Available records Start Marker

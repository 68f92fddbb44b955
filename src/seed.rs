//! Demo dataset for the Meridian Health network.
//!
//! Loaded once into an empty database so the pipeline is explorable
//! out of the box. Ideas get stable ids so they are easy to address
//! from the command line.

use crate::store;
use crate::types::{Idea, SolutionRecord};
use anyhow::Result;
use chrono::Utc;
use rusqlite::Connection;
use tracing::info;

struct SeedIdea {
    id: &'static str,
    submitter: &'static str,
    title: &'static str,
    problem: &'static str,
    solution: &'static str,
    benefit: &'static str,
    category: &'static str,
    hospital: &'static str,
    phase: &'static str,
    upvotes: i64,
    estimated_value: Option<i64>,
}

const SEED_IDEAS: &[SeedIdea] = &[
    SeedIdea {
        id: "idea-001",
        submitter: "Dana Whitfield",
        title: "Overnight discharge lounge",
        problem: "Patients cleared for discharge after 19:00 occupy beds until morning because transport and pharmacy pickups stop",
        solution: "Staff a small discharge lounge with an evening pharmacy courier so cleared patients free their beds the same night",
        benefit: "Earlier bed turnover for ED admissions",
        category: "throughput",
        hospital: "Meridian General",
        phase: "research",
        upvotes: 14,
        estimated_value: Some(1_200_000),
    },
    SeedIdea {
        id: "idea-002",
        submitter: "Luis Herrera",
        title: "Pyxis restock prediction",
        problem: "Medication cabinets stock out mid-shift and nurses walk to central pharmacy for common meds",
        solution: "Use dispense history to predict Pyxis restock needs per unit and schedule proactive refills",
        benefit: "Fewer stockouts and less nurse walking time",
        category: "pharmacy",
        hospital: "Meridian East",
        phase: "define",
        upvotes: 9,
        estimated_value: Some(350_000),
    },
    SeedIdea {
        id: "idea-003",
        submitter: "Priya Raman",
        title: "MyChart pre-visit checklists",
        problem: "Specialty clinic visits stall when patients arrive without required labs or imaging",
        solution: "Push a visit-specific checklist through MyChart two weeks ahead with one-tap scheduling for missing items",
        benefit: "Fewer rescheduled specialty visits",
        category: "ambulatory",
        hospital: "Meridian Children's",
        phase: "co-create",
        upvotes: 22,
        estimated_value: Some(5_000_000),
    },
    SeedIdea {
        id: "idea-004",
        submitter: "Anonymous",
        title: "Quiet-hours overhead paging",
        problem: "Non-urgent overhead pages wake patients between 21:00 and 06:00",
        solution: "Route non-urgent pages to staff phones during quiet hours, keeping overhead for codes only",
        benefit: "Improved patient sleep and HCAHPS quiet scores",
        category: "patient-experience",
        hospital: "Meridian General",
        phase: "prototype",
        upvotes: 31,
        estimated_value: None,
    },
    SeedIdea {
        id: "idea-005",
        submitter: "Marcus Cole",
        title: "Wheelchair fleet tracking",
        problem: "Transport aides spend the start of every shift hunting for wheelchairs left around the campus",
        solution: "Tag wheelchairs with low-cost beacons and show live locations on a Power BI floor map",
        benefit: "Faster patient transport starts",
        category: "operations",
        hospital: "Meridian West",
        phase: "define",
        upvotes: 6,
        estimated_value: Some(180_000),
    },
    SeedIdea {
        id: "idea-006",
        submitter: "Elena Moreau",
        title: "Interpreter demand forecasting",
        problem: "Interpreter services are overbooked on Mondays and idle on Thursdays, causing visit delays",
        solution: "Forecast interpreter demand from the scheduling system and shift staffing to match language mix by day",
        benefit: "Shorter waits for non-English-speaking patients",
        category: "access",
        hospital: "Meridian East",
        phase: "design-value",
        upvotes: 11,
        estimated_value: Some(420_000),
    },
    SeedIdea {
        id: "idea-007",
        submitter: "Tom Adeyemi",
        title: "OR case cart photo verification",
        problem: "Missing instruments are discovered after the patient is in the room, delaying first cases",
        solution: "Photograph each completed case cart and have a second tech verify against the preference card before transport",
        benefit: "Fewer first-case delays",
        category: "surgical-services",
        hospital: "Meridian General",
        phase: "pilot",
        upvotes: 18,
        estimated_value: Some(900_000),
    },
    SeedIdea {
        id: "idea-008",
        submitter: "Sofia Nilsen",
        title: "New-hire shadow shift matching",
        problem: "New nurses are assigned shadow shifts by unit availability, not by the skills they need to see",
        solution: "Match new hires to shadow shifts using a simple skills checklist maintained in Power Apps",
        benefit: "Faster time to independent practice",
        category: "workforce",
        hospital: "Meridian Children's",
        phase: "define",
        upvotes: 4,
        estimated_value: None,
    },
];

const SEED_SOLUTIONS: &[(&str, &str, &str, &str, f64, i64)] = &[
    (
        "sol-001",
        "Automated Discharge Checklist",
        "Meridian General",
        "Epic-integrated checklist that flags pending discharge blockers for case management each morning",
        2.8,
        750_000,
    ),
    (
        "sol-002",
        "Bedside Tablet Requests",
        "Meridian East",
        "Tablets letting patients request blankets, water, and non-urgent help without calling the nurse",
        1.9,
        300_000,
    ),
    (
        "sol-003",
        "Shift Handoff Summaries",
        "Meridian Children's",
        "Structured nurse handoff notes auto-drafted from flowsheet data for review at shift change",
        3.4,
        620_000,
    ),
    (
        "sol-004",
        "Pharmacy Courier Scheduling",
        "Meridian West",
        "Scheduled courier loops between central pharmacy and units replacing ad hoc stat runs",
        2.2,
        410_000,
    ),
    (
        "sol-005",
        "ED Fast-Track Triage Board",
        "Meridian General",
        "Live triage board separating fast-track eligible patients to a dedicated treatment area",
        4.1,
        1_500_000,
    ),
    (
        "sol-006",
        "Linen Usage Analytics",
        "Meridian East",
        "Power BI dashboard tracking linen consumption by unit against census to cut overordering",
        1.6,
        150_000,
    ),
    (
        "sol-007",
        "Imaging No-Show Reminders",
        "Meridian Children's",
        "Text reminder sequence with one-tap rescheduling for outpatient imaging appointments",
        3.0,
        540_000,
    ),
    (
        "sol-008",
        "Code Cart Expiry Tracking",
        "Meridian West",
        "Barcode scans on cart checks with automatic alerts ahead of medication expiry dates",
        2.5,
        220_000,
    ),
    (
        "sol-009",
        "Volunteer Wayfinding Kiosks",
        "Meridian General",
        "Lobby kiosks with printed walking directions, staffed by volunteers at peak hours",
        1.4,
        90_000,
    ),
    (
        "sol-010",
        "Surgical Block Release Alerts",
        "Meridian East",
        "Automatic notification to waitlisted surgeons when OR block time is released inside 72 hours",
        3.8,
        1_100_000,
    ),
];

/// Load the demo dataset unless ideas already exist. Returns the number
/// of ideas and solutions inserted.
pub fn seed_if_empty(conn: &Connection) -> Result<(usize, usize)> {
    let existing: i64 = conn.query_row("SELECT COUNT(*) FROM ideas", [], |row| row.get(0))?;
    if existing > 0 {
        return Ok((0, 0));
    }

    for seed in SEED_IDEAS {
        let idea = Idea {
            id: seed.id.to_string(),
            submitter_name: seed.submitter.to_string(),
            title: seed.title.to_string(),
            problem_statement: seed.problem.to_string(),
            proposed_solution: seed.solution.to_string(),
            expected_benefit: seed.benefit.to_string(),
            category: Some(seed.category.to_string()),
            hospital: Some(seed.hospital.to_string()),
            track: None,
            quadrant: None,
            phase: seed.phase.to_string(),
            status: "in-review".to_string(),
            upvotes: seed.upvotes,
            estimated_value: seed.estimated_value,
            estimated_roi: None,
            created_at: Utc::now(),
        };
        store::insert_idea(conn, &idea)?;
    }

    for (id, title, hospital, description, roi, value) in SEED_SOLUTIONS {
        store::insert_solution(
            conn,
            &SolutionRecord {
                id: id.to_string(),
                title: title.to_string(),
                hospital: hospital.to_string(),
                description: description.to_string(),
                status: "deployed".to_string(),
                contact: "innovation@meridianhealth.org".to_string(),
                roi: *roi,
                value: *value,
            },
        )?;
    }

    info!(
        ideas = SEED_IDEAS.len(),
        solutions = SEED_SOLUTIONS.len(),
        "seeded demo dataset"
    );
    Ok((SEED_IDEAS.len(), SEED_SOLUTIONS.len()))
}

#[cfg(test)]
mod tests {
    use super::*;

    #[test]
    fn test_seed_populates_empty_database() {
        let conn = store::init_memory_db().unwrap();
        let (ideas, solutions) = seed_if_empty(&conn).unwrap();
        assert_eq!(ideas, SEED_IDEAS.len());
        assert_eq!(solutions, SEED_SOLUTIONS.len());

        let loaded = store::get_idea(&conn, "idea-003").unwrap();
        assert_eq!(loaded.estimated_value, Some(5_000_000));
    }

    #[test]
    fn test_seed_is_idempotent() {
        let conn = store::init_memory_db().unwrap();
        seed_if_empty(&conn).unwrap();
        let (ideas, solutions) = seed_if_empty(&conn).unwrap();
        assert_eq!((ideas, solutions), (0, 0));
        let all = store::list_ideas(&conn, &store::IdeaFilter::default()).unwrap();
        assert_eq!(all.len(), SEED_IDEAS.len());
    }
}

Available records End Marker

Copy exactly the lines from the top of the entries through the line with "cabinets stock out" in it, please, keeping both ends and adding nothing.

Answer to this task:
repository 68f92fddbb44b955
filename src/seed.rs
//! Demo dataset for the Meridian Health network.
//!
//! Loaded once into an empty database so the pipeline is explorable
//! out of the box. Ideas get stable ids so they are easy to address
//! from the command line.

use crate::store;
use crate::types::{Idea, SolutionRecord};
use anyhow::Result;
use chrono::Utc;
use rusqlite::Connection;
use tracing::info;

struct SeedIdea {
    id: &'static str,
    submitter: &'static str,
    title: &'static str,
    problem: &'static str,
    solution: &'static str,
    benefit: &'static str,
    category: &'static str,
    hospital: &'static str,
    phase: &'static str,
    upvotes: i64,
    estimated_value: Option<i64>,
}

const SEED_IDEAS: &[SeedIdea] = &[
    SeedIdea {
        id: "idea-001",
        submitter: "Dana Whitfield",
        title: "Overnight discharge lounge",
        problem: "Patients cleared for discharge after 19:00 occupy beds until morning because transport and pharmacy pickups stop",
        solution: "Staff a small discharge lounge with an evening pharmacy courier so cleared patients free their beds the same night",
        benefit: "Earlier bed turnover for ED admissions",
        category: "throughput",
        hospital: "Meridian General",
        phase: "research",
        upvotes: 14,
        estimated_value: Some(1_200_000),
    },
    SeedIdea {
        id: "idea-002",
        submitter: "Luis Herrera",
        title: "Pyxis restock prediction",
        problem: "Medication cabinets stock out mid-shift and nurses walk to central pharmacy for common meds",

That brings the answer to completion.